Work item: Look through the records below and copy each line that includes the word "usize".

Saved entries

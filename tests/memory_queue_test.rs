use queued_consumer::queue::memory::MemoryQueue;
use queued_consumer::queue::WorkQueue;
use queued_consumer::ConsumerError;
use std::collections::HashSet;
use std::sync::Arc;
use tokio::time::{sleep, timeout, Duration};

#[tokio::test]
async fn test_fifo_order() {
    let queue = MemoryQueue::new();
    for i in 0..5 {
        queue.enqueue(i).await.unwrap();
    }
    assert_eq!(queue.size().await, 5);

    for i in 0..5 {
        assert_eq!(queue.fetch().await, Some(i));
    }
    assert!(queue.is_empty().await);
    assert_eq!(queue.try_fetch().await, None);
}

#[tokio::test]
async fn test_try_enqueue_on_full_queue() {
    let queue = MemoryQueue::bounded(2);
    assert_eq!(queue.capacity(), Some(2));

    queue.try_enqueue("a").await.unwrap();
    queue.try_enqueue("b").await.unwrap();
    assert_eq!(
        queue.try_enqueue("c").await,
        Err(ConsumerError::QueueFull(2))
    );

    assert_eq!(queue.try_fetch().await, Some("a"));
    queue.try_enqueue("c").await.unwrap();
    assert_eq!(queue.size().await, 2);
}

#[tokio::test]
async fn test_enqueue_waits_for_room() {
    let queue = Arc::new(MemoryQueue::bounded(1));
    queue.enqueue(1).await.unwrap();

    let producer = {
        let queue = Arc::clone(&queue);
        tokio::spawn(async move { queue.enqueue(2).await })
    };

    sleep(Duration::from_millis(20)).await;
    assert!(!producer.is_finished());
    assert_eq!(queue.size().await, 1);

    assert_eq!(queue.fetch().await, Some(1));
    timeout(Duration::from_secs(1), producer)
        .await
        .unwrap()
        .unwrap()
        .unwrap();
    assert_eq!(queue.fetch().await, Some(2));
}

#[tokio::test]
async fn test_fetch_waits_for_task() {
    let queue = Arc::new(MemoryQueue::new());

    let consumer = {
        let queue = Arc::clone(&queue);
        tokio::spawn(async move { queue.fetch().await })
    };

    sleep(Duration::from_millis(20)).await;
    assert!(!consumer.is_finished());

    queue.enqueue("late").await.unwrap();
    let fetched = timeout(Duration::from_secs(1), consumer).await.unwrap().unwrap();
    assert_eq!(fetched, Some("late"));
}

#[tokio::test]
async fn test_close_wakes_fetch_and_rejects_enqueue() {
    let queue = Arc::new(MemoryQueue::<u32>::new());

    let consumer = {
        let queue = Arc::clone(&queue);
        tokio::spawn(async move { queue.fetch().await })
    };
    sleep(Duration::from_millis(20)).await;

    queue.close();
    assert!(queue.is_closed());

    let fetched = timeout(Duration::from_secs(1), consumer).await.unwrap().unwrap();
    assert_eq!(fetched, None);
    assert_eq!(queue.enqueue(1).await, Err(ConsumerError::QueueClosed));
    assert_eq!(queue.try_enqueue(1).await, Err(ConsumerError::QueueClosed));
}

#[tokio::test]
async fn test_close_keeps_queued_tasks_fetchable() {
    let queue = MemoryQueue::new();
    queue.enqueue(1).await.unwrap();
    queue.enqueue(2).await.unwrap();
    queue.close();

    assert_eq!(queue.fetch().await, Some(1));
    assert_eq!(queue.try_fetch().await, Some(2));
    assert_eq!(queue.fetch().await, None);
}

#[tokio::test]
async fn test_close_wakes_blocked_producer() {
    let queue = Arc::new(MemoryQueue::bounded(1));
    queue.enqueue(1).await.unwrap();

    let producer = {
        let queue = Arc::clone(&queue);
        tokio::spawn(async move { queue.enqueue(2).await })
    };
    sleep(Duration::from_millis(20)).await;

    queue.close();
    let result = timeout(Duration::from_secs(1), producer).await.unwrap().unwrap();
    assert_eq!(result, Err(ConsumerError::QueueClosed));
}

#[tokio::test]
async fn test_cancelled_fetch_loses_nothing() {
    let queue = MemoryQueue::new();

    let first = timeout(Duration::from_millis(10), queue.fetch()).await;
    assert!(first.is_err());

    queue.enqueue(7).await.unwrap();
    assert_eq!(queue.fetch().await, Some(7));
}

#[tokio::test]
async fn test_concurrent_producers_no_loss() {
    let queue = Arc::new(MemoryQueue::bounded(16));
    let mut handles = vec![];

    for producer in 0..8u32 {
        let queue = Arc::clone(&queue);
        handles.push(tokio::spawn(async move {
            for i in 0..50u32 {
                queue.enqueue(producer * 1000 + i).await.unwrap();
            }
        }));
    }

    let mut seen = HashSet::new();
    while seen.len() < 400 {
        let task = timeout(Duration::from_secs(5), queue.fetch())
            .await
            .unwrap()
            .unwrap();
        assert!(seen.insert(task), "task {} fetched twice", task);
    }

    for handle in handles {
        handle.await.unwrap();
    }
    assert!(queue.is_empty().await);
}

#[tokio::test]
async fn test_bounded_queue_with_huge_capacity() {
    let queue = MemoryQueue::bounded(usize::MAX / 2);
    assert_eq!(queue.capacity(), Some(usize::MAX / 2));

    queue.try_enqueue(1u32).await.unwrap();
    queue.enqueue(2).await.unwrap();
    assert_eq!(queue.size().await, 2);
    assert_eq!(queue.fetch().await, Some(1));
    assert_eq!(queue.try_fetch().await, Some(2));
}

Answer to this task:
    let queue = MemoryQueue::bounded(usize::MAX / 2);
    assert_eq!(queue.capacity(), Some(usize::MAX / 2));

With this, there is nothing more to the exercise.